-- Opening Marker --
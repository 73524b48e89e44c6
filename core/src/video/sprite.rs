use crate::memory::BlockId;
use crate::video::field;
use crate::video::gfx::{GfxId, Transparency};

/// Order in which sprite RAM entries are composited.
#[derive(Clone, Copy, Debug, Default, PartialEq, Eq)]
pub enum DrawOrder {
    /// Entry 0 is the front-most sprite: entries are drawn last to first.
    #[default]
    FrontToBack,
    /// Entry 0 is the back-most sprite: entries are drawn first to last.
    BackToFront,
}

/// A flag bit inside a sprite entry.
#[derive(Clone, Copy, Debug, PartialEq, Eq)]
pub struct FieldBit {
    pub byte: usize,
    pub mask: u8,
}

impl FieldBit {
    pub const fn new(byte: usize, mask: u8) -> Self {
        Self { byte, mask }
    }
}

/// Byte layout of one sprite RAM entry.
#[derive(Clone, Copy, Debug, PartialEq, Eq)]
pub struct SpriteFormat {
    pub entry_size: usize,
    pub count: usize,
    pub x_byte: usize,
    pub y_byte: usize,
    pub code_byte: usize,
    pub attr_byte: usize,
    /// code = (raw >> code_shift) & code_mask
    pub code_mask: u8,
    pub code_shift: u8,
    pub color_mask: u8,
    pub color_shift: u8,
    pub flip_x: Option<FieldBit>,
    pub flip_y: Option<FieldBit>,
    /// Screen x = x_base + x_sign * raw (x_sign is +1 or -1).
    pub x_base: i32,
    pub x_sign: i32,
    pub y_base: i32,
    pub y_sign: i32,
}

impl Default for SpriteFormat {
    fn default() -> Self {
        Self {
            entry_size: 4,
            count: 0,
            x_byte: 3,
            y_byte: 0,
            code_byte: 1,
            attr_byte: 2,
            code_mask: 0xFF,
            code_shift: 0,
            color_mask: 0xFF,
            color_shift: 0,
            flip_x: None,
            flip_y: None,
            x_base: 0,
            x_sign: 1,
            y_base: 0,
            y_sign: 1,
        }
    }
}

/// One sprite, decoded fresh from sprite RAM every frame.
#[derive(Clone, Copy, Debug, PartialEq, Eq)]
pub struct SpriteEntry {
    pub x: i32,
    pub y: i32,
    pub code: u16,
    pub color: u16,
    pub flip_x: bool,
    pub flip_y: bool,
}

impl SpriteFormat {
    /// Decode entry `index` from sprite RAM. Bytes past the end of `ram`
    /// read as zero.
    pub fn decode(&self, ram: &[u8], index: usize) -> SpriteEntry {
        let base = index * self.entry_size;
        let byte = |i: usize| ram.get(base + i).copied().unwrap_or(0);
        let bit = |f: Option<FieldBit>| f.is_some_and(|f| byte(f.byte) & f.mask != 0);
        SpriteEntry {
            x: self.x_base + self.x_sign * byte(self.x_byte) as i32,
            y: self.y_base + self.y_sign * byte(self.y_byte) as i32,
            code: (field(byte(self.code_byte), self.code_shift) & self.code_mask) as u16,
            color: (field(byte(self.attr_byte), self.color_shift) & self.color_mask) as u16,
            flip_x: bit(self.flip_x),
            flip_y: bit(self.flip_y),
        }
    }
}

/// Sprite plane: where its RAM lives and how to draw it.
#[derive(Clone, Copy, Debug)]
pub struct SpriteLayer {
    pub block: BlockId,
    pub offset: usize,
    pub format: SpriteFormat,
    pub gfx: GfxId,
    pub transparency: Transparency,
}
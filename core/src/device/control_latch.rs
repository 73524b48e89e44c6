use crate::board::Action;
use crate::device::{Device, DeviceContext};

/// 74LS259 8-bit addressable latch.
///
/// The low three address bits select an output and data bit 0 is its new
/// level. Boards hang their control signals (interrupt enable, flip screen,
/// sound CPU reset, coin counters...) off these outputs, so each output
/// carries the actions to apply on its rising and falling edge. Writing
/// the level an output already has does nothing.
pub struct ControlLatch {
    name: String,
    outputs: u8,
    on_set: [Vec<Action>; 8],
    on_clear: [Vec<Action>; 8],
}

impl ControlLatch {
    pub fn new(name: &str) -> Self {
        Self {
            name: name.to_string(),
            outputs: 0,
            on_set: Default::default(),
            on_clear: Default::default(),
        }
    }

    /// Actions for output `bit` going high and going low.
    pub fn with_output(mut self, bit: u8, on_set: Vec<Action>, on_clear: Vec<Action>) -> Self {
        let bit = (bit & 7) as usize;
        self.on_set[bit] = on_set;
        self.on_clear[bit] = on_clear;
        self
    }

    pub fn output(&self, bit: u8) -> bool {
        self.outputs & (1 << (bit & 7)) != 0
    }

    pub fn outputs(&self) -> u8 {
        self.outputs
    }
}

impl Device for ControlLatch {
    fn name(&self) -> &str {
        &self.name
    }

    fn read(&mut self, _offset: u16, _ctx: &mut DeviceContext) -> u8 {
        self.outputs
    }

    fn write(&mut self, offset: u16, data: u8, ctx: &mut DeviceContext) {
        let bit = (offset & 7) as usize;
        let mask = 1u8 << bit;
        let level = data & 1 != 0;
        if (self.outputs & mask != 0) == level {
            return;
        }
        if level {
            self.outputs |= mask;
            ctx.apply_all(&self.on_set[bit]);
        } else {
            self.outputs &= !mask;
            ctx.apply_all(&self.on_clear[bit]);
        }
    }

    fn reset(&mut self) {
        self.outputs = 0;
    }
}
-- Closing Marker --
**Task to complete**
Copy each record from above exactly, and include every line.

**Answer to this task**
repository 73524b48e89e44c6
filename core/src/video/sprite.rs
use crate::memory::BlockId;
use crate::video::field;
use crate::video::gfx::{GfxId, Transparency};

/// Order in which sprite RAM entries are composited.
#[derive(Clone, Copy, Debug, Default, PartialEq, Eq)]
pub enum DrawOrder {
    /// Entry 0 is the front-most sprite: entries are drawn last to first.
    #[default]
    FrontToBack,
    /// Entry 0 is the back-most sprite: entries are drawn first to last.
    BackToFront,
}

/// A flag bit inside a sprite entry.
#[derive(Clone, Copy, Debug, PartialEq, Eq)]
pub struct FieldBit {
    pub byte: usize,
    pub mask: u8,
}

impl FieldBit {
    pub const fn new(byte: usize, mask: u8) -> Self {
        Self { byte, mask }
    }
}

/// Byte layout of one sprite RAM entry.
#[derive(Clone, Copy, Debug, PartialEq, Eq)]
pub struct SpriteFormat {
    pub entry_size: usize,
    pub count: usize,
    pub x_byte: usize,
    pub y_byte: usize,
    pub code_byte: usize,
    pub attr_byte: usize,
    /// code = (raw >> code_shift) & code_mask
    pub code_mask: u8,
    pub code_shift: u8,
    pub color_mask: u8,
    pub color_shift: u8,
    pub flip_x: Option<FieldBit>,
    pub flip_y: Option<FieldBit>,
    /// Screen x = x_base + x_sign * raw (x_sign is +1 or -1).
    pub x_base: i32,
    pub x_sign: i32,
    pub y_base: i32,
    pub y_sign: i32,
}

impl Default for SpriteFormat {
    fn default() -> Self {
        Self {
            entry_size: 4,
            count: 0,
            x_byte: 3,
            y_byte: 0,
            code_byte: 1,
            attr_byte: 2,
            code_mask: 0xFF,
            code_shift: 0,
            color_mask: 0xFF,
            color_shift: 0,
            flip_x: None,
            flip_y: None,
            x_base: 0,
            x_sign: 1,
            y_base: 0,
            y_sign: 1,
        }
    }
}

/// One sprite, decoded fresh from sprite RAM every frame.
#[derive(Clone, Copy, Debug, PartialEq, Eq)]
pub struct SpriteEntry {
    pub x: i32,
    pub y: i32,
    pub code: u16,
    pub color: u16,
    pub flip_x: bool,
    pub flip_y: bool,
}

impl SpriteFormat {
    /// Decode entry `index` from sprite RAM. Bytes past the end of `ram`
    /// read as zero.
    pub fn decode(&self, ram: &[u8], index: usize) -> SpriteEntry {
        let base = index * self.entry_size;
        let byte = |i: usize| ram.get(base + i).copied().unwrap_or(0);
        let bit = |f: Option<FieldBit>| f.is_some_and(|f| byte(f.byte) & f.mask != 0);
        SpriteEntry {
            x: self.x_base + self.x_sign * byte(self.x_byte) as i32,
            y: self.y_base + self.y_sign * byte(self.y_byte) as i32,
            code: (field(byte(self.code_byte), self.code_shift) & self.code_mask) as u16,
            color: (field(byte(self.attr_byte), self.color_shift) & self.color_mask) as u16,
            flip_x: bit(self.flip_x),
            flip_y: bit(self.flip_y),
        }
    }
}

/// Sprite plane: where its RAM lives and how to draw it.
#[derive(Clone, Copy, Debug)]
pub struct SpriteLayer {
    pub block: BlockId,
    pub offset: usize,
    pub format: SpriteFormat,
    pub gfx: GfxId,
    pub transparency: Transparency,
}
filename core/src/device/control_latch.rs
repository 73524b48e89e44c6
use crate::board::Action;
use crate::device::{Device, DeviceContext};

/// 74LS259 8-bit addressable latch.
///
/// The low three address bits select an output and data bit 0 is its new
/// level. Boards hang their control signals (interrupt enable, flip screen,
/// sound CPU reset, coin counters...) off these outputs, so each output
/// carries the actions to apply on its rising and falling edge. Writing
/// the level an output already has does nothing.
pub struct ControlLatch {
    name: String,
    outputs: u8,
    on_set: [Vec<Action>; 8],
    on_clear: [Vec<Action>; 8],
}

impl ControlLatch {
    pub fn new(name: &str) -> Self {
        Self {
            name: name.to_string(),
            outputs: 0,
            on_set: Default::default(),
            on_clear: Default::default(),
        }
    }

    /// Actions for output `bit` going high and going low.
    pub fn with_output(mut self, bit: u8, on_set: Vec<Action>, on_clear: Vec<Action>) -> Self {
        let bit = (bit & 7) as usize;
        self.on_set[bit] = on_set;
        self.on_clear[bit] = on_clear;
        self
    }

    pub fn output(&self, bit: u8) -> bool {
        self.outputs & (1 << (bit & 7)) != 0
    }

    pub fn outputs(&self) -> u8 {
        self.outputs
    }
}

impl Device for ControlLatch {
    fn name(&self) -> &str {
        &self.name
    }

    fn read(&mut self, _offset: u16, _ctx: &mut DeviceContext) -> u8 {
        self.outputs
    }

    fn write(&mut self, offset: u16, data: u8, ctx: &mut DeviceContext) {
        let bit = (offset & 7) as usize;
        let mask = 1u8 << bit;
        let level = data & 1 != 0;
        if (self.outputs & mask != 0) == level {
            return;
        }
        if level {
            self.outputs |= mask;
            ctx.apply_all(&self.on_set[bit]);
        } else {
            self.outputs &= !mask;
            ctx.apply_all(&self.on_clear[bit]);
        }
    }

    fn reset(&mut self) {
        self.outputs = 0;
    }
}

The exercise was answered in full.